PROVIDED MATERIAL section start
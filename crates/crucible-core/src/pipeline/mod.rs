//! Run orchestrator — breeds, detonates, sanitizes, and evaluates samples.
//!
//! One iteration walks GENERATE → SANDBOX_RUN → SCAN_ORIGINAL → SANITIZE
//! → SCAN_SANITIZED → RECORD. A step failure stops the walk and records
//! the failing stage; completed or not, every iteration lands in the log
//! exactly once. Iterations are independent and may run in parallel up
//! to a caller-chosen limit.

pub mod record;

use std::sync::Arc;

use tokio::sync::Semaphore;
use tokio_util::sync::CancellationToken;
use tracing::{error, info, warn};

use crate::backoff::Backoff;
use crate::dataset::DatasetWriter;
use crate::defense::DefenseEvaluator;
use crate::error::{CollaboratorError, Stage};
use crate::extract;
use crate::providers::{CodeWriter, PromptRole};
use crate::sample::CodeSample;
use crate::sandbox::DockerSandbox;

pub use record::{DefenseRecord, IterationRecord, RecordLog, RunStats, StageFailure};

/// Sequences the pipeline and accumulates the run log.
#[derive(Clone)]
pub struct Orchestrator {
    sandbox: Arc<DockerSandbox>,
    writer: Arc<dyn CodeWriter>,
    evaluator: Arc<DefenseEvaluator>,
    log: Arc<RecordLog>,
    dataset: Option<Arc<DatasetWriter>>,
    max_retries: u32,
    cancel: CancellationToken,
}

impl Orchestrator {
    pub fn new(
        sandbox: Arc<DockerSandbox>,
        writer: Arc<dyn CodeWriter>,
        evaluator: Arc<DefenseEvaluator>,
    ) -> Self {
        Self {
            sandbox,
            writer,
            evaluator,
            log: Arc::new(RecordLog::new()),
            dataset: None,
            max_retries: 2,
            cancel: CancellationToken::new(),
        }
    }

    /// Streams every record to an append-only JSONL file as it lands.
    pub fn with_dataset(mut self, dataset: DatasetWriter) -> Self {
        self.dataset = Some(Arc::new(dataset));
        self
    }

    /// Retry budget for each collaborator call.
    pub fn with_max_retries(mut self, max_retries: u32) -> Self {
        self.max_retries = max_retries;
        self
    }

    /// Token that aborts in-flight sandbox runs and collaborator calls.
    /// Cancelling never leaves an orphaned container behind.
    pub fn cancel_token(&self) -> CancellationToken {
        self.cancel.clone()
    }

    pub fn log(&self) -> Arc<RecordLog> {
        self.log.clone()
    }

    /// Runs `iterations` iterations, at most `concurrency` in flight.
    ///
    /// Sequence ids are assigned here, before any task starts, so record
    /// order is reproducible whatever order completions arrive in.
    pub async fn run(&self, iterations: u32, concurrency: usize) -> RunStats {
        let semaphore = Arc::new(Semaphore::new(concurrency.max(1)));
        let mut handles = Vec::with_capacity(iterations as usize);
        for id in 1..=u64::from(iterations) {
            let orchestrator = self.clone();
            let semaphore = semaphore.clone();
            handles.push(tokio::spawn(async move {
                let Ok(_permit) = semaphore.acquire_owned().await else {
                    return;
                };
                orchestrator.run_iteration(id).await;
            }));
        }
        for handle in handles {
            if let Err(e) = handle.await {
                error!("pipeline: iteration task panicked: {e}");
            }
        }
        RunStats::from_records(&self.log.snapshot())
    }

    /// Runs one full iteration and records it. Every exit path appends
    /// exactly one record; an iteration that cannot complete is recorded
    /// with its failing stage, never dropped.
    pub async fn run_iteration(&self, id: u64) -> IterationRecord {
        let record = self.iterate(id).await;
        self.log.append(record.clone());
        if let Some(dataset) = &self.dataset {
            if let Err(e) = dataset.append(&record).await {
                warn!("pipeline: could not persist record {id}: {e:#}");
            }
        }
        record
    }

    async fn iterate(&self, id: u64) -> IterationRecord {
        let mut record = IterationRecord::started(id);

        let code = match self.call_collaborator(PromptRole::Generator, "").await {
            Ok(code) => code,
            Err(e) => return record.fail(Stage::Generate, e.to_string()),
        };
        let original = CodeSample::original(id, code);
        record.original = Some(original.clone());

        let outcome = match self.sandbox.run(&original, &self.cancel).await {
            Ok(outcome) => outcome,
            Err(e) => return record.fail(Stage::SandboxRun, e.to_string()),
        };
        let verdict = outcome.verdict();
        info!("pipeline: iteration {id} detonated, verdict {verdict}");
        record.verdict = Some(verdict);
        record.outcome = Some(outcome);

        let original_indicators = self.evaluator.scan(&original.text);

        let sanitized_code = match self
            .call_collaborator(PromptRole::Sanitizer, &original.text)
            .await
        {
            Ok(code) => code,
            Err(e) => return record.fail(Stage::Sanitize, e.to_string()),
        };
        let sanitized = CodeSample::sanitized(id, sanitized_code);
        record.sanitized = Some(sanitized.clone());

        let sanitized_indicators = self.evaluator.scan(&sanitized.text);
        record.defense = Some(crate::defense::DefenseResult::from_scans(
            original_indicators,
            sanitized_indicators,
            original.len_chars(),
            sanitized.len_chars(),
        ));

        record
    }

    /// Replays the defense tail (SANITIZE → SCAN_SANITIZED, optionally a
    /// detonation of the sanitized side) against a recorded original.
    pub async fn run_defense(&self, original: &CodeSample, detonate_sanitized: bool) -> DefenseRecord {
        let mut record = DefenseRecord::started(original.clone());

        let sanitized_code = match self
            .call_collaborator(PromptRole::Sanitizer, &original.text)
            .await
        {
            Ok(code) => code,
            Err(e) => {
                record.failure = Some(StageFailure {
                    stage: Stage::Sanitize,
                    reason: e.to_string(),
                });
                return record;
            }
        };
        let sanitized = CodeSample::sanitized(original.id, sanitized_code);
        record.defense = Some(self.evaluator.evaluate(original, &sanitized));
        record.sanitized = Some(sanitized.clone());

        if detonate_sanitized {
            match self.sandbox.run(&sanitized, &self.cancel).await {
                Ok(outcome) => {
                    record.sanitized_verdict = Some(outcome.verdict());
                    record.sanitized_outcome = Some(outcome);
                }
                Err(e) => {
                    record.failure = Some(StageFailure {
                        stage: Stage::SandboxRun,
                        reason: e.to_string(),
                    });
                }
            }
        }
        record
    }

    /// One collaborator call with bounded exponential backoff. Transport
    /// faults are retried; unusable text is not. Extraction happens here
    /// so retries see the raw transport failure, not the parsed one.
    async fn call_collaborator(
        &self,
        role: PromptRole,
        context: &str,
    ) -> Result<String, CollaboratorError> {
        let mut backoff = Backoff::default();
        loop {
            let result = tokio::select! {
                res = self.writer.write_code(role, context) => res,
                _ = self.cancel.cancelled() => return Err(CollaboratorError::Cancelled),
            };
            let err = match result {
                Ok(raw) => return extract::extract_code(&raw).ok_or(CollaboratorError::NoCode),
                Err(e) => e,
            };
            if !err.is_retryable() {
                return Err(err);
            }
            if backoff.exhausted(self.max_retries) {
                return Err(CollaboratorError::RetriesExhausted {
                    attempts: backoff.attempts(),
                    last: err.to_string(),
                });
            }
            let delay = backoff.next_delay();
            warn!("pipeline: {role} call failed ({err}), retrying in {delay:?}");
            tokio::select! {
                _ = tokio::time::sleep(delay) => {}
                _ = self.cancel.cancelled() => return Err(CollaboratorError::Cancelled),
            }
        }
    }
}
PROVIDED MATERIAL section end
◆ PROBLEM STATEMENT: Copy each of the records above so that nothing differs from the original.

◆ RESPONSE BOX:
filename crates/crucible-core/src/pipeline/mod.rs
//! Run orchestrator — breeds, detonates, sanitizes, and evaluates samples.
//!
//! One iteration walks GENERATE → SANDBOX_RUN → SCAN_ORIGINAL → SANITIZE
//! → SCAN_SANITIZED → RECORD. A step failure stops the walk and records
//! the failing stage; completed or not, every iteration lands in the log
//! exactly once. Iterations are independent and may run in parallel up
//! to a caller-chosen limit.

pub mod record;

use std::sync::Arc;

use tokio::sync::Semaphore;
use tokio_util::sync::CancellationToken;
use tracing::{error, info, warn};

use crate::backoff::Backoff;
use crate::dataset::DatasetWriter;
use crate::defense::DefenseEvaluator;
use crate::error::{CollaboratorError, Stage};
use crate::extract;
use crate::providers::{CodeWriter, PromptRole};
use crate::sample::CodeSample;
use crate::sandbox::DockerSandbox;

pub use record::{DefenseRecord, IterationRecord, RecordLog, RunStats, StageFailure};

/// Sequences the pipeline and accumulates the run log.
#[derive(Clone)]
pub struct Orchestrator {
    sandbox: Arc<DockerSandbox>,
    writer: Arc<dyn CodeWriter>,
    evaluator: Arc<DefenseEvaluator>,
    log: Arc<RecordLog>,
    dataset: Option<Arc<DatasetWriter>>,
    max_retries: u32,
    cancel: CancellationToken,
}

impl Orchestrator {
    pub fn new(
        sandbox: Arc<DockerSandbox>,
        writer: Arc<dyn CodeWriter>,
        evaluator: Arc<DefenseEvaluator>,
    ) -> Self {
        Self {
            sandbox,
            writer,
            evaluator,
            log: Arc::new(RecordLog::new()),
            dataset: None,
            max_retries: 2,
            cancel: CancellationToken::new(),
        }
    }

    /// Streams every record to an append-only JSONL file as it lands.
    pub fn with_dataset(mut self, dataset: DatasetWriter) -> Self {
        self.dataset = Some(Arc::new(dataset));
        self
    }

    /// Retry budget for each collaborator call.
    pub fn with_max_retries(mut self, max_retries: u32) -> Self {
        self.max_retries = max_retries;
        self
    }

    /// Token that aborts in-flight sandbox runs and collaborator calls.
    /// Cancelling never leaves an orphaned container behind.
    pub fn cancel_token(&self) -> CancellationToken {
        self.cancel.clone()
    }

    pub fn log(&self) -> Arc<RecordLog> {
        self.log.clone()
    }

    /// Runs `iterations` iterations, at most `concurrency` in flight.
    ///
    /// Sequence ids are assigned here, before any task starts, so record
    /// order is reproducible whatever order completions arrive in.
    pub async fn run(&self, iterations: u32, concurrency: usize) -> RunStats {
        let semaphore = Arc::new(Semaphore::new(concurrency.max(1)));
        let mut handles = Vec::with_capacity(iterations as usize);
        for id in 1..=u64::from(iterations) {
            let orchestrator = self.clone();
            let semaphore = semaphore.clone();
            handles.push(tokio::spawn(async move {
                let Ok(_permit) = semaphore.acquire_owned().await else {
                    return;
                };
                orchestrator.run_iteration(id).await;
            }));
        }
        for handle in handles {
            if let Err(e) = handle.await {
                error!("pipeline: iteration task panicked: {e}");
            }
        }
        RunStats::from_records(&self.log.snapshot())
    }

    /// Runs one full iteration and records it. Every exit path appends
    /// exactly one record; an iteration that cannot complete is recorded
    /// with its failing stage, never dropped.
    pub async fn run_iteration(&self, id: u64) -> IterationRecord {
        let record = self.iterate(id).await;
        self.log.append(record.clone());
        if let Some(dataset) = &self.dataset {
            if let Err(e) = dataset.append(&record).await {
                warn!("pipeline: could not persist record {id}: {e:#}");
            }
        }
        record
    }

    async fn iterate(&self, id: u64) -> IterationRecord {
        let mut record = IterationRecord::started(id);

        let code = match self.call_collaborator(PromptRole::Generator, "").await {
            Ok(code) => code,
            Err(e) => return record.fail(Stage::Generate, e.to_string()),
        };
        let original = CodeSample::original(id, code);
        record.original = Some(original.clone());

        let outcome = match self.sandbox.run(&original, &self.cancel).await {
            Ok(outcome) => outcome,
            Err(e) => return record.fail(Stage::SandboxRun, e.to_string()),
        };
        let verdict = outcome.verdict();
        info!("pipeline: iteration {id} detonated, verdict {verdict}");
        record.verdict = Some(verdict);
        record.outcome = Some(outcome);

        let original_indicators = self.evaluator.scan(&original.text);

        let sanitized_code = match self
            .call_collaborator(PromptRole::Sanitizer, &original.text)
            .await
        {
            Ok(code) => code,
            Err(e) => return record.fail(Stage::Sanitize, e.to_string()),
        };
        let sanitized = CodeSample::sanitized(id, sanitized_code);
        record.sanitized = Some(sanitized.clone());

        let sanitized_indicators = self.evaluator.scan(&sanitized.text);
        record.defense = Some(crate::defense::DefenseResult::from_scans(
            original_indicators,
            sanitized_indicators,
            original.len_chars(),
            sanitized.len_chars(),
        ));

        record
    }

    /// Replays the defense tail (SANITIZE → SCAN_SANITIZED, optionally a
    /// detonation of the sanitized side) against a recorded original.
    pub async fn run_defense(&self, original: &CodeSample, detonate_sanitized: bool) -> DefenseRecord {
        let mut record = DefenseRecord::started(original.clone());

        let sanitized_code = match self
            .call_collaborator(PromptRole::Sanitizer, &original.text)
            .await
        {
            Ok(code) => code,
            Err(e) => {
                record.failure = Some(StageFailure {
                    stage: Stage::Sanitize,
                    reason: e.to_string(),
                });
                return record;
            }
        };
        let sanitized = CodeSample::sanitized(original.id, sanitized_code);
        record.defense = Some(self.evaluator.evaluate(original, &sanitized));
        record.sanitized = Some(sanitized.clone());

        if detonate_sanitized {
            match self.sandbox.run(&sanitized, &self.cancel).await {
                Ok(outcome) => {
                    record.sanitized_verdict = Some(outcome.verdict());
                    record.sanitized_outcome = Some(outcome);
                }
                Err(e) => {
                    record.failure = Some(StageFailure {
                        stage: Stage::SandboxRun,
                        reason: e.to_string(),
                    });
                }
            }
        }
        record
    }

    /// One collaborator call with bounded exponential backoff. Transport
    /// faults are retried; unusable text is not. Extraction happens here
    /// so retries see the raw transport failure, not the parsed one.
    async fn call_collaborator(
        &self,
        role: PromptRole,
        context: &str,
    ) -> Result<String, CollaboratorError> {
        let mut backoff = Backoff::default();
        loop {
            let result = tokio::select! {
                res = self.writer.write_code(role, context) => res,
                _ = self.cancel.cancelled() => return Err(CollaboratorError::Cancelled),
            };
            let err = match result {
                Ok(raw) => return extract::extract_code(&raw).ok_or(CollaboratorError::NoCode),
                Err(e) => e,
            };
            if !err.is_retryable() {
                return Err(err);
            }
            if backoff.exhausted(self.max_retries) {
                return Err(CollaboratorError::RetriesExhausted {
                    attempts: backoff.attempts(),
                    last: err.to_string(),
                });
            }
            let delay = backoff.next_delay();
            warn!("pipeline: {role} call failed ({err}), retrying in {delay:?}");
            tokio::select! {
                _ = tokio::time::sleep(delay) => {}
                _ = self.cancel.cancelled() => return Err(CollaboratorError::Cancelled),
            }
        }
    }
}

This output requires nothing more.